Report each line of the data that has "dedup" somewhere in it.
--- START ---
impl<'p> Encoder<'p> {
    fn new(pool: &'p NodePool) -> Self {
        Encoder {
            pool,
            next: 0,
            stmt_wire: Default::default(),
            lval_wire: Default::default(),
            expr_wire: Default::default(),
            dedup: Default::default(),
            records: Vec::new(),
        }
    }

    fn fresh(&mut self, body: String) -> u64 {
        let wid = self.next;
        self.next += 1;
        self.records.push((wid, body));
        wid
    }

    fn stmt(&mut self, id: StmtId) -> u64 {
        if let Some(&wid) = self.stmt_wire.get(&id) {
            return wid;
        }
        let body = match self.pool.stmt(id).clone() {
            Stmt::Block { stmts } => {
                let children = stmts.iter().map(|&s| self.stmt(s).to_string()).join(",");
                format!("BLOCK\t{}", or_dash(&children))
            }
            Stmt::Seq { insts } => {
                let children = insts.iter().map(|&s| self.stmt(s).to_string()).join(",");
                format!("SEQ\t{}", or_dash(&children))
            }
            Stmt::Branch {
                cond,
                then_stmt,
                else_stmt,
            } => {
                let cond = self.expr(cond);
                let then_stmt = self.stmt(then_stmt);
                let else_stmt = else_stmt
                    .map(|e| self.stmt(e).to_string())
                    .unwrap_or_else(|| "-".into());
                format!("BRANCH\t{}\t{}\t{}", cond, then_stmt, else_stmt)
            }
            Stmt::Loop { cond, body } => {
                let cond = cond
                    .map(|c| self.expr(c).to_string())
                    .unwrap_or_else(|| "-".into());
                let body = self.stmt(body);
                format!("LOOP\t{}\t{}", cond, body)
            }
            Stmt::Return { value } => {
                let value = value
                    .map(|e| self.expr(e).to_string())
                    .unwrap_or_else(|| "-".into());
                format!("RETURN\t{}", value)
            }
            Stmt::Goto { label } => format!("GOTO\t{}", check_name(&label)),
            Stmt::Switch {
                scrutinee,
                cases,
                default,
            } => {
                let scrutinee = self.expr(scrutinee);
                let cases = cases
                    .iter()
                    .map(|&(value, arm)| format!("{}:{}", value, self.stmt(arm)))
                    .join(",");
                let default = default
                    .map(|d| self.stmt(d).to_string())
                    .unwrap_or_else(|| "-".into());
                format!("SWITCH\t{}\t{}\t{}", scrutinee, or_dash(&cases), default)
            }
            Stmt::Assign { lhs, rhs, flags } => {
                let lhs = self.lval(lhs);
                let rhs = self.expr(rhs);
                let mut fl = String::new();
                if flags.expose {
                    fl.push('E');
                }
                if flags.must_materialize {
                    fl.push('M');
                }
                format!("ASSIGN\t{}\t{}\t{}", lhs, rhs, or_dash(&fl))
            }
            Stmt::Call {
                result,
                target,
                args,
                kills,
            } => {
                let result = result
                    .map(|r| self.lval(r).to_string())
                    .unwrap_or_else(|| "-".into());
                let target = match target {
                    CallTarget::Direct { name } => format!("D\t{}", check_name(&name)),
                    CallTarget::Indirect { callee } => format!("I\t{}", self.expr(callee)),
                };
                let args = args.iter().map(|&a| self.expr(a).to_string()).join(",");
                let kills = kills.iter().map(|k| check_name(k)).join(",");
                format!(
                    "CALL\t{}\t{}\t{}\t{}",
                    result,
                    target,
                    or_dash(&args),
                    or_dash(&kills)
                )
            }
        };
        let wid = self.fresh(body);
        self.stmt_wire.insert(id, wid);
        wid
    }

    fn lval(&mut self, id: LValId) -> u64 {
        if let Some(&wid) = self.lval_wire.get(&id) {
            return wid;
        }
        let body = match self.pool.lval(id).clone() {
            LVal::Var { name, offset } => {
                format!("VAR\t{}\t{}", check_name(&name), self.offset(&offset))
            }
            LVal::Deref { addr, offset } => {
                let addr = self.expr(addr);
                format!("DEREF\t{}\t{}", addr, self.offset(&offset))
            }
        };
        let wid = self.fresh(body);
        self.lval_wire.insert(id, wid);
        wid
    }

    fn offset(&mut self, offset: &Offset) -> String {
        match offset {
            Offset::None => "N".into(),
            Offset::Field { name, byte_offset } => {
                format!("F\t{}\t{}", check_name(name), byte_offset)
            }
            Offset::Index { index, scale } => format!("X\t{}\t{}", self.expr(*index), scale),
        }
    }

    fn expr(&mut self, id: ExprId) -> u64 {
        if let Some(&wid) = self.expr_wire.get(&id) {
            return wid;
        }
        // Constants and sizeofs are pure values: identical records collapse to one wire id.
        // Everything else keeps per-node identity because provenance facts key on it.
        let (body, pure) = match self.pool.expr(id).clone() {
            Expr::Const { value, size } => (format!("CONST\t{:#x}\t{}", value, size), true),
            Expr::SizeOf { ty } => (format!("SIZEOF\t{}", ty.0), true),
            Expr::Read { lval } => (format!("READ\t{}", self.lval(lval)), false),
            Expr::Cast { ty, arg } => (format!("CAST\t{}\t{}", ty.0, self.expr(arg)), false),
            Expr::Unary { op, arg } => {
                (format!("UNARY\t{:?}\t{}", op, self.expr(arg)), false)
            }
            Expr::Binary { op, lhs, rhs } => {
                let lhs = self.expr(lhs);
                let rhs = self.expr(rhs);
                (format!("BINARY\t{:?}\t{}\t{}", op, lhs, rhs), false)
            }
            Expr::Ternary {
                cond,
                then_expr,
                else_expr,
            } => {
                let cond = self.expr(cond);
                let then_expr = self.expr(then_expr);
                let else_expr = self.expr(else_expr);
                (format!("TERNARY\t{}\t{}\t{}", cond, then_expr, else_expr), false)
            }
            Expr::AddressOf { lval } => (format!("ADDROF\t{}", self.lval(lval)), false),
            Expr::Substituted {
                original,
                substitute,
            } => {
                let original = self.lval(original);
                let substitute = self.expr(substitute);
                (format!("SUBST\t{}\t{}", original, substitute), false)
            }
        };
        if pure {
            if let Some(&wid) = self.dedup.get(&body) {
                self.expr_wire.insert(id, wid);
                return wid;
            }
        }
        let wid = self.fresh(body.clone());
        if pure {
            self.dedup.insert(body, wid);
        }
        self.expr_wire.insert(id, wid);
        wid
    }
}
--- END ---
_SOLUTION FOR THIS EXERCISE_.
            dedup: Default::default(),
            if let Some(&wid) = self.dedup.get(&body) {
            self.dedup.insert(body, wid);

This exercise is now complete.